Another inconvenient fact is that Another Russia, the so-called political movement where Kasparov is the number one man, was until very recently sponsored by none other than the exiled oligarch Boris Berezovsky, who supports the forceful overthrow of the democratically elected Russian government and told the Financial Times that he had stopped funding the group because he viewed it as ineffective. Mr. Berezovsky is wanted in Moscow on multiple counts of fraud and racketeering. Nearly 500 contract killings and bombings related to Avtovaz took place during the oligarch’s unhappy ownership of that company, which is now under new management.
In the first paragraphs of a review of Gruz 200 (Cargo 200) by the Journal’s Andrew Osborn, the author immediately launches into political commentary that is almost entirely unrelated to the film. In this, he makes a statement that the residual throngs of Cold-War minded pundits inside the Beltway like to repeat. Mr. Osborn writes, “Russian President Vladimir Putin, who restored Russia's Soviet-era national anthem, has called the 1991 collapse of the Soviet Union ‘the greatest geopolitical catastrophe of the 20th century’”. Anyone who reads Russia Blog regularly will understand why President Putin made this statement, and what he really meant by it – that millions of ordinary Russians struggled to survive after the Soviet Union suddenly collapsed.

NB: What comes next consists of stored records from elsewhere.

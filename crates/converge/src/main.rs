mod commands;

use clap::{Parser, Subcommand};
use colored::Colorize;
use converge_cloud::{CloudError, Failure, FailureDetail};
use converge_cloud_hetzner::HetznerError;
use converge_config::ConfigError;
use std::path::PathBuf;
use std::process::ExitCode;

#[derive(Parser)]
#[command(name = "converge")]
#[command(about = "Declarative firewall reconciliation for Hetzner Cloud", long_about = None)]
struct Cli {
    /// Hetzner Cloud API token
    #[arg(long, global = true, env = "HCLOUD_TOKEN", hide_env_values = true)]
    api_token: Option<String>,

    /// Hetzner Cloud API endpoint
    #[arg(long, global = true, env = "HCLOUD_ENDPOINT")]
    api_endpoint: Option<String>,

    /// Config file (default: ~/.config/converge/config.yaml)
    #[arg(long, global = true, env = "CONVERGE_CONFIG")]
    config: Option<PathBuf>,

    /// Report what would change without changing anything
    #[arg(long, global = true)]
    check: bool,

    /// Seconds to wait for provider actions
    #[arg(long, global = true, default_value = "600")]
    wait_timeout: u64,

    /// Verbose logging
    #[arg(short, long, global = true)]
    verbose: bool,

    #[command(subcommand)]
    command: Commands,
}

#[derive(Subcommand)]
enum Commands {
    /// Manage firewalls
    Firewall {
        #[command(subcommand)]
        command: FirewallCommands,
    },
    /// Show version information
    Version,
}

#[derive(Subcommand)]
enum FirewallCommands {
    /// Converge a firewall to the state described in a manifest
    Apply {
        /// YAML or JSON manifest
        manifest: PathBuf,
    },
    /// Delete a firewall if it exists
    Delete {
        /// Firewall ID
        #[arg(long, required_unless_present = "name")]
        id: Option<u64>,
        /// Firewall name
        #[arg(long)]
        name: Option<String>,
    },
    /// Show a firewall by name or ID
    Show {
        /// Firewall name or numeric ID
        firewall: String,
    },
}

fn init_logging(verbose: bool) {
    let default = if verbose { "debug" } else { "info" };
    tracing_subscriber::fmt()
        .with_writer(std::io::stderr)
        .with_env_filter(
            tracing_subscriber::EnvFilter::try_from_default_env()
                .unwrap_or_else(|_| tracing_subscriber::EnvFilter::new(default)),
        )
        .init();
}

/// Failure for errors raised outside the reconciler
fn failure_for(error: &anyhow::Error) -> Failure {
    if let Some(cloud) = error.downcast_ref::<CloudError>() {
        return cloud.failure();
    }

    let exception = if error.downcast_ref::<ConfigError>().is_some() {
        "ConfigError"
    } else if error.downcast_ref::<HetznerError>().is_some() {
        "ClientError"
    } else {
        "Error"
    };

    Failure {
        failed: true,
        msg: format!("{:#}", error),
        exception: exception.to_string(),
        failure: FailureDetail::default(),
    }
}

async fn run(cli: Cli) -> anyhow::Result<serde_json::Value> {
    let options = commands::Options {
        api_token: cli.api_token,
        api_endpoint: cli.api_endpoint,
        config: cli.config,
        check: cli.check,
        wait_timeout: cli.wait_timeout,
    };

    match cli.command {
        Commands::Firewall { command } => match command {
            FirewallCommands::Apply { manifest } => {
                commands::firewall::apply(&options, &manifest).await
            }
            FirewallCommands::Delete { id, name } => {
                commands::firewall::delete(&options, id, name).await
            }
            FirewallCommands::Show { firewall } => {
                commands::firewall::show(&options, &firewall).await
            }
        },
        Commands::Version => Ok(serde_json::json!({
            "name": "converge",
            "version": env!("CARGO_PKG_VERSION"),
        })),
    }
}

#[tokio::main]
async fn main() -> ExitCode {
    let cli = Cli::parse();
    init_logging(cli.verbose);

    match run(cli).await {
        Ok(output) => {
            println!("{}", serde_json::to_string_pretty(&output).unwrap_or_default());
            ExitCode::SUCCESS
        }
        Err(e) => {
            let failure = failure_for(&e);
            println!("{}", serde_json::to_string_pretty(&failure).unwrap_or_default());
            eprintln!("{} {}", "✗".red().bold(), failure.msg);
            ExitCode::FAILURE
        }
    }
}

#[cfg(test)]
mod tests {
    use super::*;
    use clap::CommandFactory;

    #[test]
    fn test_cli_definition() {
        Cli::command().debug_assert();
    }

    #[test]
    fn test_global_flags_after_subcommand() {
        let cli = Cli::try_parse_from([
            "converge",
            "firewall",
            "delete",
            "--name",
            "web",
            "--check",
            "--wait-timeout",
            "30",
        ])
        .unwrap();

        assert!(cli.check);
        assert_eq!(cli.wait_timeout, 30);
        assert!(matches!(
            cli.command,
            Commands::Firewall {
                command: FirewallCommands::Delete { id: None, name: Some(ref n) }
            } if n == "web"
        ));
    }

    #[test]
    fn test_delete_requires_reference() {
        assert!(Cli::try_parse_from(["converge", "firewall", "delete"]).is_err());
    }

    #[test]
    fn test_failure_for_error_kinds() {
        let error = anyhow::Error::new(ConfigError::MissingToken);
        let failure = failure_for(&error);
        assert!(failure.failed);
        assert_eq!(failure.exception, "ConfigError");

        let error = anyhow::Error::new(CloudError::missing(&["id", "name"]));
        assert_eq!(failure_for(&error).exception, "ValidationError");
    }

    #[test]
    fn test_failure_for_client_error_keeps_context() {
        let error = anyhow::Error::new(HetznerError::InvalidEndpoint("api.test".to_string()))
            .context("Failed to create API client");
        let failure = failure_for(&error);
        assert_eq!(failure.exception, "ClientError");
        assert!(failure.msg.starts_with("Failed to create API client: "));
        assert!(failure.msg.contains("api.test"));
    }

    #[test]
    fn test_failure_for_other_error_is_generic() {
        let error = anyhow::anyhow!("unexpected output");
        let failure = failure_for(&error);
        assert_eq!(failure.exception, "Error");
        assert_eq!(failure.msg, "unexpected output");
    }
}
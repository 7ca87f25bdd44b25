//! Driving a firewall to its desired state
//!
//! One call reconciles one firewall: resolve it, then create, update field
//! by field, or delete, issuing only the calls needed to converge. Every
//! action a mutation starts is awaited before the result is built.

use crate::action::{ActionTracker, WaitConfig};
use crate::error::{CloudError, Result};
use crate::locator::locate;
use crate::model::{Firewall, FirewallRule, FirewallSpec, ResourceRef};
use crate::provider::{CreateFirewall, FirewallClient, FirewallUpdate};
use crate::result::ReconcileResult;
use crate::retry::ConflictRetry;
use serde::{Deserialize, Serialize};

/// Whether the firewall should exist
#[derive(Debug, Clone, Copy, Default, PartialEq, Eq, Serialize, Deserialize)]
#[serde(rename_all = "snake_case")]
pub enum DesiredState {
    #[default]
    Present,
    Absent,
}

impl std::fmt::Display for DesiredState {
    fn fmt(&self, f: &mut std::fmt::Formatter<'_>) -> std::fmt::Result {
        match self {
            DesiredState::Present => write!(f, "present"),
            DesiredState::Absent => write!(f, "absent"),
        }
    }
}

/// One reconciliation request, as read from a manifest.
///
/// `name` doubles as the lookup key when no `id` is given.
#[derive(Debug, Clone, Default, PartialEq, Serialize, Deserialize)]
pub struct ReconcileRequest {
    #[serde(default)]
    pub id: Option<u64>,

    #[serde(flatten)]
    pub spec: FirewallSpec,

    #[serde(default)]
    pub state: DesiredState,
}

impl ReconcileRequest {
    pub fn reference(&self) -> ResourceRef {
        ResourceRef {
            id: self.id,
            name: self.spec.name.clone(),
        }
    }
}

/// Reconciles firewalls through a [`FirewallClient`]
pub struct FirewallReconciler<'a, C: FirewallClient + ?Sized> {
    client: &'a C,
    dry_run: bool,
    wait: WaitConfig,
    conflict_retry: ConflictRetry,
}

impl<'a, C: FirewallClient + ?Sized> FirewallReconciler<'a, C> {
    pub fn new(client: &'a C) -> Self {
        Self {
            client,
            dry_run: false,
            wait: WaitConfig::default(),
            conflict_retry: ConflictRetry::default(),
        }
    }

    /// Report intended changes without issuing mutating calls
    pub fn with_dry_run(mut self, dry_run: bool) -> Self {
        self.dry_run = dry_run;
        self
    }

    pub fn with_wait(mut self, wait: WaitConfig) -> Self {
        self.wait = wait;
        self
    }

    pub fn with_conflict_retry(mut self, conflict_retry: ConflictRetry) -> Self {
        self.conflict_retry = conflict_retry;
        self
    }

    fn tracker(&self) -> ActionTracker<'a, C> {
        ActionTracker::new(self.client, self.wait.clone())
    }

    pub async fn reconcile(&self, request: &ReconcileRequest) -> Result<ReconcileResult> {
        let reference = request.reference();
        match request.state {
            DesiredState::Present => self.present(&reference, &request.spec).await,
            DesiredState::Absent => self.absent(&reference).await,
        }
    }

    /// Ensure the firewall exists and matches `spec`
    pub async fn present(&self, reference: &ResourceRef, spec: &FirewallSpec) -> Result<ReconcileResult> {
        let rules = spec.normalized_rules()?;

        match locate(self.client, reference).await? {
            None => self.create(spec, rules).await,
            Some(existing) => self.update(reference, existing, spec, rules).await,
        }
    }

    /// Ensure the firewall does not exist
    pub async fn absent(&self, reference: &ResourceRef) -> Result<ReconcileResult> {
        let Some(existing) = locate(self.client, reference).await? else {
            tracing::debug!("Firewall {} does not exist, nothing to delete", reference);
            return Ok(ReconcileResult::unchanged(None));
        };

        if self.dry_run {
            tracing::info!("[dry-run] Would delete firewall {} ({})", existing.name, existing.id);
            return Ok(ReconcileResult::new(true, None));
        }

        tracing::info!("Deleting firewall {} ({})", existing.name, existing.id);
        let client = self.client;
        let id = existing.id;
        let action = self.conflict_retry.run(move || client.delete(id)).await?;
        if let Some(action) = action {
            self.tracker().wait(action).await?;
        }

        Ok(ReconcileResult::new(true, None))
    }

    async fn create(&self, spec: &FirewallSpec, rules: Option<Vec<FirewallRule>>) -> Result<ReconcileResult> {
        let name = spec.name.clone().ok_or_else(|| CloudError::missing(&["name"]))?;
        let request = CreateFirewall {
            name,
            labels: spec.labels.clone(),
            rules,
        };

        if self.dry_run {
            tracing::info!("[dry-run] Would create firewall {}", request.name);
            return Ok(ReconcileResult::new(true, None));
        }

        tracing::info!("Creating firewall {}", request.name);
        let created = match self.client.create(&request).await {
            Ok(created) => created,
            Err(e) => return Err(e.with_params(serde_json::to_value(&request)?)),
        };
        self.tracker().wait_all(created.actions).await?;

        let firewall = self.client.get_by_id(created.firewall.id).await?;
        Ok(ReconcileResult::new(true, firewall))
    }

    /// Compare name, labels and rules in that order, one call per differing field
    async fn update(
        &self,
        reference: &ResourceRef,
        existing: Firewall,
        spec: &FirewallSpec,
        rules: Option<Vec<FirewallRule>>,
    ) -> Result<ReconcileResult> {
        let mut changed = false;

        if let Some(name) = &spec.name {
            if *name != existing.name {
                // the name was not what located the firewall, so only an id can
                if reference.id.is_none() {
                    return Err(CloudError::missing(&["id"]));
                }
                changed |= self
                    .apply_update(&existing, FirewallUpdate::Name(name.clone()))
                    .await?;
            }
        }

        if let Some(labels) = &spec.labels {
            if *labels != existing.labels {
                changed |= self
                    .apply_update(&existing, FirewallUpdate::Labels(labels.clone()))
                    .await?;
            }
        }

        if let Some(rules) = rules {
            if rules != existing.rules {
                changed |= self.apply_rules(&existing, &rules).await?;
            }
        }

        let firewall = self.client.get_by_id(existing.id).await?;
        Ok(ReconcileResult::new(changed, firewall))
    }

    async fn apply_update(&self, existing: &Firewall, update: FirewallUpdate) -> Result<bool> {
        if self.dry_run {
            tracing::info!(
                "[dry-run] Would update {} of firewall {} ({})",
                update.field(),
                existing.name,
                existing.id
            );
            return Ok(true);
        }

        tracing::info!(
            "Updating {} of firewall {} ({})",
            update.field(),
            existing.name,
            existing.id
        );
        self.client.update(existing.id, &update).await?;
        Ok(true)
    }

    async fn apply_rules(&self, existing: &Firewall, rules: &[FirewallRule]) -> Result<bool> {
        if self.dry_run {
            tracing::info!(
                "[dry-run] Would replace {} rule(s) of firewall {} ({})",
                rules.len(),
                existing.name,
                existing.id
            );
            return Ok(true);
        }

        tracing::info!(
            "Setting {} rule(s) on firewall {} ({})",
            rules.len(),
            existing.name,
            existing.id
        );
        let actions = self.client.set_rules(existing.id, rules).await?;
        self.tracker().wait_all(actions).await?;
        Ok(true)
    }
}

#[cfg(test)]
mod tests {
    use super::*;

    #[test]
    fn test_request_from_manifest() {
        let yaml = r#"
id: 5
name: web
state: absent
labels:
  env: prod
"#;
        let request: ReconcileRequest = serde_yaml::from_str(yaml).unwrap();
        assert_eq!(request.state, DesiredState::Absent);
        assert_eq!(request.reference(), ResourceRef::by_id(5).with_name("web"));
        assert_eq!(request.spec.labels.unwrap()["env"], "prod");
    }

    #[test]
    fn test_state_defaults_to_present() {
        let request: ReconcileRequest = serde_yaml::from_str("name: web").unwrap();
        assert_eq!(request.state, DesiredState::Present);
        assert!(request.id.is_none());
        assert!(request.spec.rules.is_none());
    }
}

As for the movie, it is a Tarantino-style slasher flick that also happens to depict the Soviet past (the trailer on the WSJ website shows a brief dialogue between two characters, one of them an academic, who solemnly tells an ordinary man that God does not exist). The Journal article focuses on the very graphic violence in the movie and claims that it has received mostly negative reviews from Russian film critics. The article also suggested that very few ordinary Russians would get to see Gruz 200 because it would probably not be shown on late night television. In reality, the picture has received 5-stars from several major movie-reviewers in Russia and has been sold out at movie theaters across the country. In fact, it’s playing at the pace of nearly one-show every other hour per multiplex.
Gruz 200 movie trailer
I have asked this question before and will ask it again: in omitting important facts when reporting about Russia, whose interests are being served? And why is this otherwise very reliable and well-established publication not focusing more on the things that truly matter in Russia – like investments, culture, and demographics?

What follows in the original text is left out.